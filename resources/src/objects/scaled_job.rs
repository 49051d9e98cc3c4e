use serde::{Deserialize, Serialize};
use strum::Display;

use crate::objects::{conditions::Conditions, object_reference::ObjectReference, trigger::TriggerSpec, Metadata};

#[derive(Debug, Serialize, Deserialize, Clone, Copy, PartialEq, Eq, Display)]
pub enum RolloutStrategy {
    Immediate,
    Gradual,
}

impl Default for RolloutStrategy {
    fn default() -> Self {
        RolloutStrategy::Gradual
    }
}

#[derive(Debug, Serialize, Deserialize, Clone, Copy, PartialEq, Eq, Display)]
pub enum ScalingStrategyKind {
    Default,
    Accurate,
    Custom,
}

impl Default for ScalingStrategyKind {
    fn default() -> Self {
        ScalingStrategyKind::Default
    }
}

#[derive(Debug, Serialize, Deserialize, Clone, Default)]
#[serde(rename_all = "camelCase", default)]
pub struct ScalingStrategy {
    pub strategy: ScalingStrategyKind,
    /// Only meaningful when `strategy == Custom`; a ratio-based formula
    /// string evaluated by a custom scaling hook outside the core.
    pub custom_scaling_queue_length_deduction: Option<i64>,
}

fn default_max_replicas() -> u32 {
    100
}

fn default_polling_interval() -> u64 {
    30
}

fn default_successful_jobs_history_limit() -> u32 {
    5
}

fn default_failed_jobs_history_limit() -> u32 {
    5
}

/// The pod template a ScaledJob stamps out for each unit of work. The
/// actual container spec is left as an opaque JSON document -- the core
/// never interprets it, only copies it onto the Jobs it creates.
#[derive(Debug, Serialize, Deserialize, Clone, Default)]
#[serde(rename_all = "camelCase", default)]
pub struct JobTargetRef {
    pub template: serde_json::Value,
    pub back_off_limit: u32,
}

#[derive(Debug, Serialize, Deserialize, Clone)]
#[serde(rename_all = "camelCase", default)]
pub struct ScaledJobSpec {
    pub job_target_ref: JobTargetRef,
    #[serde(default = "default_polling_interval")]
    pub polling_interval: u64,
    #[serde(default = "default_max_replicas")]
    pub max_replica_count: u32,
    pub min_replica_count: u32,
    #[serde(default = "default_successful_jobs_history_limit")]
    pub successful_jobs_history_limit: u32,
    #[serde(default = "default_failed_jobs_history_limit")]
    pub failed_jobs_history_limit: u32,
    pub rollout_strategy: RolloutStrategy,
    pub scaling_strategy: ScalingStrategy,
    pub triggers: Vec<TriggerSpec>,
}

impl Default for ScaledJobSpec {
    fn default() -> Self {
        ScaledJobSpec {
            job_target_ref: JobTargetRef::default(),
            polling_interval: default_polling_interval(),
            max_replica_count: default_max_replicas(),
            min_replica_count: 0,
            successful_jobs_history_limit: default_successful_jobs_history_limit(),
            failed_jobs_history_limit: default_failed_jobs_history_limit(),
            rollout_strategy: RolloutStrategy::default(),
            scaling_strategy: ScalingStrategy::default(),
            triggers: Vec::new(),
        }
    }
}

#[derive(Debug, Serialize, Deserialize, Clone, Default)]
#[serde(rename_all = "camelCase", default)]
pub struct ScaledJobStatus {
    pub conditions: Conditions,
    pub last_active_time: Option<chrono::NaiveDateTime>,
    pub observed_generation: u64,
}

#[derive(Debug, Serialize, Deserialize, Clone)]
pub struct ScaledJob {
    pub metadata: Metadata,
    pub spec: ScaledJobSpec,
    #[serde(default)]
    pub status: ScaledJobStatus,
}

impl ScaledJob {
    pub fn is_paused(&self) -> bool {
        self.metadata
            .annotations
            .get("autoscaling.keda.sh/paused")
            .map(|v| v != "false")
            .unwrap_or(false)
    }

    pub fn validate(&self) -> Result<(), String> {
        if self.spec.triggers.is_empty() {
            return Err("ScaledJob must declare at least one trigger".to_string());
        }
        for trigger in &self.spec.triggers {
            // metricType is an HPA-facing concept; ScaledJob triggers feed
            // the job-count formula directly and must not carry one.
            if trigger.metric_type.is_some() {
                return Err(format!("trigger {:?} on ScaledJob must not set metricType", trigger.name));
            }
            if trigger.use_cached_metrics {
                return Err(format!("trigger {:?} on ScaledJob must not set useCachedMetrics", trigger.name));
            }
        }
        if self.spec.min_replica_count > self.spec.max_replica_count {
            return Err("minReplicaCount must be <= maxReplicaCount".to_string());
        }
        Ok(())
    }

    /// Label applied to every Job this object owns, used both to stamp new
    /// Jobs and to find existing ones to clean up on rollout.
    pub fn owned_job_label(&self) -> (String, String) {
        ("scaledjob.keda.sh/name".to_string(), self.metadata.name.clone())
    }

    /// Labels stamped onto every Job created for this generation, so an
    /// `immediate` rollout can select and delete only the Jobs created
    /// under the *previous* generation.
    pub fn owned_job_labels(&self) -> std::collections::HashMap<String, String> {
        let mut labels = std::collections::HashMap::new();
        let (k, v) = self.owned_job_label();
        labels.insert(k, v);
        labels.insert("scaledjob.keda.sh/generation".to_string(), self.metadata.generation.to_string());
        labels
    }
}

#[cfg(test)]
mod tests {
    use super::*;
    use crate::objects::Labels;
    use std::collections::HashMap;

    fn sample() -> ScaledJob {
        ScaledJob {
            metadata: Metadata {
                name: "batch-worker".to_string(),
                namespace: "default".to_string(),
                labels: Labels(HashMap::new()),
                ..Default::default()
            },
            spec: ScaledJobSpec {
                triggers: vec![TriggerSpec::default()],
                ..Default::default()
            },
            status: ScaledJobStatus::default(),
        }
    }

    #[test]
    fn rejects_empty_triggers() {
        let mut job = sample();
        job.spec.triggers.clear();
        assert!(job.validate().is_err());
    }

    #[test]
    fn owned_job_label_matches_name() {
        let job = sample();
        assert_eq!(job.owned_job_label(), ("scaledjob.keda.sh/name".to_string(), "batch-worker".to_string()));
    }

    #[test]
    fn rejects_trigger_carrying_metric_type() {
        let mut job = sample();
        job.spec.triggers[0].metric_type = Some(crate::objects::trigger::MetricType::Utilization);
        assert!(job.validate().is_err());
    }

    #[test]
    fn rejects_use_cached_metrics() {
        let mut job = sample();
        job.spec.triggers[0].use_cached_metrics = true;
        assert!(job.validate().is_err());
    }
}
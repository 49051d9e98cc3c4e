use anyhow::{Context, Result};
use async_trait::async_trait;
use chrono::Local;
use reqwest::Client;

use crate::{
    objects::{
        metrics::{ExternalMetricValue, MetricSpec},
        trigger::{MetricType, TriggerSpec},
    },
    scaling::scaler::Scaler,
};

/// Polls an HTTP endpoint that returns a bare JSON number and treats it as
/// the current metric value. Mirrors the shape of a real `external`
/// scaler without requiring a gRPC server to exercise the contract.
pub struct ExternalHttpScaler {
    metric_name: String,
    target_url: String,
    target_value: f64,
    client: Client,
}

pub fn build(index: usize, trigger: &TriggerSpec) -> Result<Box<dyn Scaler>> {
    let target_url = trigger
        .metadata
        .get("targetUrl")
        .with_context(|| "external-http trigger missing 'targetUrl'")?
        .clone();
    let target_value: f64 = trigger
        .metadata
        .get("targetValue")
        .with_context(|| "external-http trigger missing 'targetValue'")?
        .parse()
        .with_context(|| "targetValue must be a number")?;

    Ok(Box::new(ExternalHttpScaler {
        metric_name: trigger.metric_name(index),
        target_url,
        target_value,
        client: Client::new(),
    }))
}

#[async_trait]
impl Scaler for ExternalHttpScaler {
    fn get_metric_spec(&self) -> Vec<MetricSpec> {
        vec![MetricSpec {
            metric_name: self.metric_name.clone(),
            target_value: self.target_value,
            metric_type: MetricType::AverageValue,
        }]
    }

    async fn get_metrics_and_activity(
        &self,
        metric_name: &str,
    ) -> Result<(Vec<ExternalMetricValue>, bool)> {
        let value: f64 = self
            .client
            .get(&self.target_url)
            .send()
            .await
            .with_context(|| format!("failed to reach {}", self.target_url))?
            .json()
            .await
            .with_context(|| "external endpoint did not return a bare number")?;
        let sample = ExternalMetricValue::new(metric_name, value, Local::now().naive_local());
        Ok((vec![sample], value > 0.0))
    }

    async fn close(&self) -> Result<()> {
        Ok(())
    }
}

#[cfg(test)]
mod tests {
    use super::*;
    use std::collections::HashMap;

    #[test]
    fn rejects_missing_target_url() {
        let trigger = TriggerSpec { type_: "external-http".to_string(), ..Default::default() };
        assert!(build(0, &trigger).is_err());
    }

    #[test]
    fn builds_with_valid_metadata() {
        let mut metadata = HashMap::new();
        metadata.insert("targetUrl".to_string(), "http://metrics.local/queue-length".to_string());
        metadata.insert("targetValue".to_string(), "10".to_string());
        let trigger = TriggerSpec { type_: "external-http".to_string(), metadata, ..Default::default() };
        assert!(build(0, &trigger).is_ok());
    }
}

::::::::::

What you will do: Where the word "HashMap" appears in a line of the entries, copy that line.

Answer for this exercise:
    pub fn owned_job_labels(&self) -> std::collections::HashMap<String, String> {
        let mut labels = std::collections::HashMap::new();
    use std::collections::HashMap;
                labels: Labels(HashMap::new()),
    use std::collections::HashMap;
        let mut metadata = HashMap::new();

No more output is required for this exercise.